Latimer Society to Celebrate Locally, To Be Honored in Connecticut

Leo and Ron Robinson are shown at the Chelsea Public Library in the Lewis Latimer Museum last week after announcing that they will hold a local remembrance of the famed inventor on April 9, and then will travel to Connecticut on April 11 to accept an award for their work in STEM.

Leo and Ron Robinson are shown at the Chelsea Public Library in the Lewis Latimer Museum last week after announcing
that they will hold a local remembrance of the famed inventor on April 9, and then will travel to Connecticut
on April 11 to accept an award for their work in STEM.

The Lewis Latimer Society of Chelsea will be holding a local commemoration of National Engineers Month this coming week at the Chelsea Public Library, and then taking that show on the road to Connecticut, where an organization there will honor the Chelsea group for its work with kids and its groundbreaking research into the prominent, African American inventor.

The first event will take place on Thursday, April 9 at the Library from 4-7 p.m. and is titled ‘Recognizing a Hometown Hero: Lewis Howard Quincy Latimer.’ Latimer was born in Chelsea and was a prominent inventor working for folks such as Thomas Edison. He was the inventor of the carbon filament used in the lightbulb, among many other things.

Leo and Ron Robinson – who head up the Chelsea society – said they are holding the local celebration to highlight National Engineers Month and to remind everyone in Chelsea about the contribution of its hometown “hero.”

The local celebration will give way to an awards ceremony in Trumbull, CT where the Juneteenth of Fairfield County organization will hold a STEM (Science, Technology, Engineering and Math) gala.

The black-tie affair will feature an appearance by Hugh Price, the great grand nephew of Latimer and also the former president of the National Urban League.

In conjunction with his presentation will be an award ceremony on April 11 honoring the Chelsea society’s historic work and STEM work.

“We hope that Thursday will be a time to celebrate the Lewis Latimer society and a time to celebrate of a man from Chelsea who was a prominent inventor and engineer,” said Ron Robinson. “This is a man whose inventions still have an effect on the lives of many people worldwide. We plan to recognize that, in particular the carbon filament. At the same time, we’ll be going to Connecticut to accept an award for working with kids in STEM…This award recognizes our activities with STEM that we’ve done.”

Leo Robinson said a big part of the celebration of Latimer in Connecticut is that many down there have just realized that Latimer lived and worked in the area.

“It’s going to be a big weekend down there on Lewis Latimer,” he said. “They’re naming a street after him. He did live in Bridgeport and he had a few inventions patented when he was there…This is big and a huge honor. You don’t get a lot of honors, but you really don’t do it for the honors. They’re just now realizing that Lewis Latimer lived there and just how important he was. We hope to be able to share what we’ve learned with them.”

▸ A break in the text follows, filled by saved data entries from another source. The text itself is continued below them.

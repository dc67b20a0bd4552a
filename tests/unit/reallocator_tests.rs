/*!
 * Tests for split-duration reallocation
 */

use srtreflow::reallocator::{
    apply_decision, reallocate, reallocate_batch, DecisionText, FormattingDecision,
};

use crate::common;

fn split(chunks: &[&str]) -> DecisionText {
    DecisionText::Split(chunks.iter().map(|c| c.to_string()).collect())
}

/// Test a single-string decision keeps the original timing
#[test]
fn test_apply_decision_withSingleString_shouldKeepTiming() {
    let original = common::entry(5, 1000, 5000, "Original text here");
    let decision = DecisionText::Single("Reflowed\ntext".to_string());

    let (produced, next_id) = apply_decision(&original, &decision, 10);

    assert_eq!(produced.len(), 1);
    assert_eq!(produced[0].id, 10);
    assert_eq!(produced[0].start_time_ms, 1000);
    assert_eq!(produced[0].end_time_ms, 5000);
    assert_eq!(produced[0].text, "Reflowed\ntext");
    assert_eq!(next_id, 11);
}

/// Test the proportional split from the reference scenario:
/// weights 2 and 4 across a 4000 ms span
#[test]
fn test_apply_decision_withTwoChunks_shouldSplitProportionally() {
    let original = common::entry(5, 1000, 5000, "A");
    let decision = split(&["AB", "ABCD"]);

    let (produced, next_id) = apply_decision(&original, &decision, 1);

    assert_eq!(produced.len(), 2);
    // round(4000 * 2 / 6) = 1333
    assert_eq!(produced[0].start_time_ms, 1000);
    assert_eq!(produced[0].end_time_ms, 2333);
    assert_eq!(produced[1].start_time_ms, 2333);
    assert_eq!(produced[1].end_time_ms, 5000);
    assert_eq!(produced[0].id, 1);
    assert_eq!(produced[1].id, 2);
    assert_eq!(next_id, 3);
}

/// Test newlines inside a chunk carry no duration weight
#[test]
fn test_apply_decision_withNewlinesInChunks_shouldIgnoreThemInWeights() {
    let original = common::entry(1, 0, 4000, "ABCDABCD");
    // Both chunks weigh 4 once newlines are stripped
    let decision = split(&["AB\nCD", "XXXX"]);

    let (produced, _) = apply_decision(&original, &decision, 1);

    assert_eq!(produced.len(), 2);
    assert_eq!(produced[0].end_time_ms, 2000);
    assert_eq!(produced[1].start_time_ms, 2000);
    assert_eq!(produced[1].end_time_ms, 4000);
}

/// Duration conservation: emitted spans tile the original span exactly
#[test]
fn test_apply_decision_withManyChunks_shouldTileOriginalSpan() {
    let original = common::entry(2, 730, 9874, "irrelevant");
    let decision = split(&["one", "seventeen chars!!", "mid size", "x", "last chunk here"]);

    let (produced, _) = apply_decision(&original, &decision, 1);

    assert_eq!(produced.len(), 5);
    assert_eq!(produced[0].start_time_ms, original.start_time_ms);
    for pair in produced.windows(2) {
        assert_eq!(pair[0].end_time_ms, pair[1].start_time_ms, "gap or overlap");
        assert!(pair[0].end_time_ms >= pair[0].start_time_ms);
    }
    assert_eq!(produced.last().unwrap().end_time_ms, original.end_time_ms);
}

/// Test a degenerate split with one usable chunk collapses to the single case
#[test]
fn test_apply_decision_withOneUsableChunk_shouldCollapse() {
    let original = common::entry(3, 2000, 6000, "Keep my timing");
    let decision = split(&["", "   ", "Only survivor", "\n"]);

    let (produced, next_id) = apply_decision(&original, &decision, 7);

    assert_eq!(produced.len(), 1);
    assert_eq!(produced[0].start_time_ms, 2000);
    assert_eq!(produced[0].end_time_ms, 6000);
    assert_eq!(produced[0].text, "Only survivor");
    assert_eq!(next_id, 8);
}

/// Test an all-empty split falls back to the original text
#[test]
fn test_apply_decision_withAllEmptyChunks_shouldKeepOriginalText() {
    let original = common::entry(3, 2000, 6000, "Keep me");
    let decision = split(&["", "  ", "\n\n"]);

    let (produced, _) = apply_decision(&original, &decision, 1);

    assert_eq!(produced.len(), 1);
    assert_eq!(produced[0].text, "Keep me");
    assert_eq!(produced[0].start_time_ms, 2000);
    assert_eq!(produced[0].end_time_ms, 6000);
}

/// Test a zero-duration original still splits without panicking
#[test]
fn test_apply_decision_withZeroDuration_shouldEmitZeroLengthSpans() {
    let original = common::entry(1, 3000, 3000, "AB");
    let decision = split(&["A", "B"]);

    let (produced, _) = apply_decision(&original, &decision, 1);

    assert_eq!(produced.len(), 2);
    assert_eq!(produced[0].start_time_ms, 3000);
    assert_eq!(produced[0].end_time_ms, 3000);
    assert_eq!(produced[1].start_time_ms, 3000);
    assert_eq!(produced[1].end_time_ms, 3000);
}

/// Test batch reallocation threads the id counter across entries
#[test]
fn test_reallocate_batch_withSplitAndSingle_shouldThreadIds() {
    let entries = vec![
        common::entry(10, 0, 3000, "Split me"),
        common::entry(20, 3000, 6000, "Leave me"),
    ];
    let decisions = vec![
        FormattingDecision {
            id: 10,
            text: split(&["Split", "me"]),
        },
        FormattingDecision {
            id: 20,
            text: DecisionText::Single("Left alone".to_string()),
        },
    ];

    let (produced, next_id) = reallocate_batch(&entries, &decisions, 1);

    assert_eq!(produced.len(), 3);
    let ids: Vec<u64> = produced.iter().map(|e| e.id).collect();
    assert_eq!(ids, vec![1, 2, 3]);
    assert_eq!(next_id, 4);
    assert_eq!(produced[2].text, "Left alone");
}

/// Test decisions referencing unknown ids are dropped, not fatal
#[test]
fn test_reallocate_withUnknownDecisionId_shouldDropIt() {
    let entries = vec![
        common::entry(1, 0, 2000, "First"),
        common::entry(2, 2000, 4000, "Second"),
    ];
    let decisions = vec![
        FormattingDecision {
            id: 99,
            text: DecisionText::Single("Hallucinated".to_string()),
        },
        FormattingDecision {
            id: 2,
            text: DecisionText::Single("Second, reflowed".to_string()),
        },
    ];

    let produced = reallocate(&entries, &decisions);

    assert_eq!(produced.len(), 2);
    // Entry 1 had no decision and passes through with its original text
    assert_eq!(produced[0].text, "First");
    assert_eq!(produced[0].start_time_ms, 0);
    assert_eq!(produced[1].text, "Second, reflowed");
    assert_eq!(produced[0].id, 1);
    assert_eq!(produced[1].id, 2);
}

/// Monotonic ids: emission order ids are strictly increasing regardless of
/// source numbering
#[test]
fn test_reallocate_withShuffledSourceIds_shouldEmitMonotonicIds() {
    let entries = vec![
        common::entry(42, 0, 2000, "AA"),
        common::entry(7, 2000, 4000, "BB"),
        common::entry(1000, 4000, 8000, "CC DD"),
    ];
    let decisions = vec![FormattingDecision {
        id: 1000,
        text: split(&["CC", "DD"]),
    }];

    let produced = reallocate(&entries, &decisions);

    assert_eq!(produced.len(), 4);
    let ids: Vec<u64> = produced.iter().map(|e| e.id).collect();
    assert_eq!(ids, vec![1, 2, 3, 4]);
}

The Robinsons were in a similar boat as those in Fairfield County back in 1996.

They said they had always worked with kids, trying to keep them in school and trying to stress the importance of academics. In the course of that, they were looking for a black man from Chelsea that they could point to as successful in the area of mathematics and engineering.

“We wanted a role model who was from Chelsea for when we worked with the kids,” Ron said. “We wanted to be able to point to someone who had accomplished something great so that we could keep kids in high school. We also wanted to stress black history with the youth as well. We had some descendants of Latimer at that time still living in Chelsea. They relayed the story to us. Little did we know, when we began looking into the man, that he was so prominent and there were all these societies dedicated to his work. They all wanted to know more about the man and his beginnings in Chelsea. Yet, we had nothing at the time recognizing that he was even from here.”

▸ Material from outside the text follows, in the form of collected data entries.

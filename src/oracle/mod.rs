/*!
 * Oracle client implementations for the reformatting service.
 *
 * This module contains client implementations for the LLM providers that
 * act as the external reformatting oracle:
 * - Ollama: Local LLM server
 * - OpenAI: OpenAI API integration
 * - Anthropic: Anthropic API integration
 */

use async_trait::async_trait;
use std::fmt::Debug;

use crate::app_config::{OracleConfig, OracleProvider};
use crate::errors::OracleError;

/// One reformatting request: a system prompt carrying the display
/// constraints and a JSON payload of caption entries.
#[derive(Debug, Clone)]
pub struct ReformatRequest {
    /// System prompt with the formatting constraints baked in
    pub system_prompt: String,

    /// JSON array of `{id, text}` objects for one batch
    pub payload: String,

    /// Temperature for generation
    pub temperature: f32,
}

/// Common trait for all oracle providers
///
/// One request per batch, awaited to completion; no streaming, no retries.
#[async_trait]
pub trait Oracle: Send + Sync + Debug {
    /// Send one reformatting request and return the raw text reply
    async fn complete(&self, request: &ReformatRequest) -> Result<String, OracleError>;

    /// Test the connection to the oracle
    async fn test_connection(&self) -> Result<(), OracleError>;

    /// Human-readable provider name for logging
    fn name(&self) -> &str;
}

/// Build the configured oracle client
pub fn from_config(config: &OracleConfig) -> Box<dyn Oracle> {
    let model = config.get_model();
    let endpoint = config.get_endpoint();
    let timeout_secs = config.get_timeout_secs();

    match config.provider {
        OracleProvider::Ollama => {
            Box::new(ollama::Ollama::new(endpoint, model, timeout_secs))
        }
        OracleProvider::OpenAI => Box::new(openai::OpenAI::new(
            config.get_api_key(),
            endpoint,
            model,
            timeout_secs,
        )),
        OracleProvider::Anthropic => Box::new(anthropic::Anthropic::new(
            config.get_api_key(),
            endpoint,
            model,
            timeout_secs,
        )),
    }
}

/// Map an HTTP error status to the oracle error taxonomy
pub(crate) fn error_for_status(status_code: u16, message: String) -> OracleError {
    match status_code {
        401 | 403 => OracleError::InvalidCredential(message),
        429 => OracleError::QuotaExceeded(message),
        _ => OracleError::ApiError {
            status_code,
            message,
        },
    }
}

/// Map a transport-level failure (connect, DNS, timeout) to the taxonomy
pub(crate) fn error_for_transport(error: reqwest::Error) -> OracleError {
    OracleError::Unavailable(error.to_string())
}

pub mod anthropic;
pub mod mock;
pub mod ollama;
pub mod openai;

Cobbling together science materials and introducing young people to the every-day science around the City, the Robinsons put together a program that taught about the history of Latimer – even visiting the sites where he lived – and stressed the importance of his inventions.

“A big thing we had was we took kids to college campuses to speak to them,” he said. “They hd to understand that to get there, to get to a place like Latimer got in his career, they had to open their books. They had to study to have a better future. Many of the kids had never talked about college until they experienced the campus on a visit. They would often come home and talk to their parents for the first time about their plans to attend college.”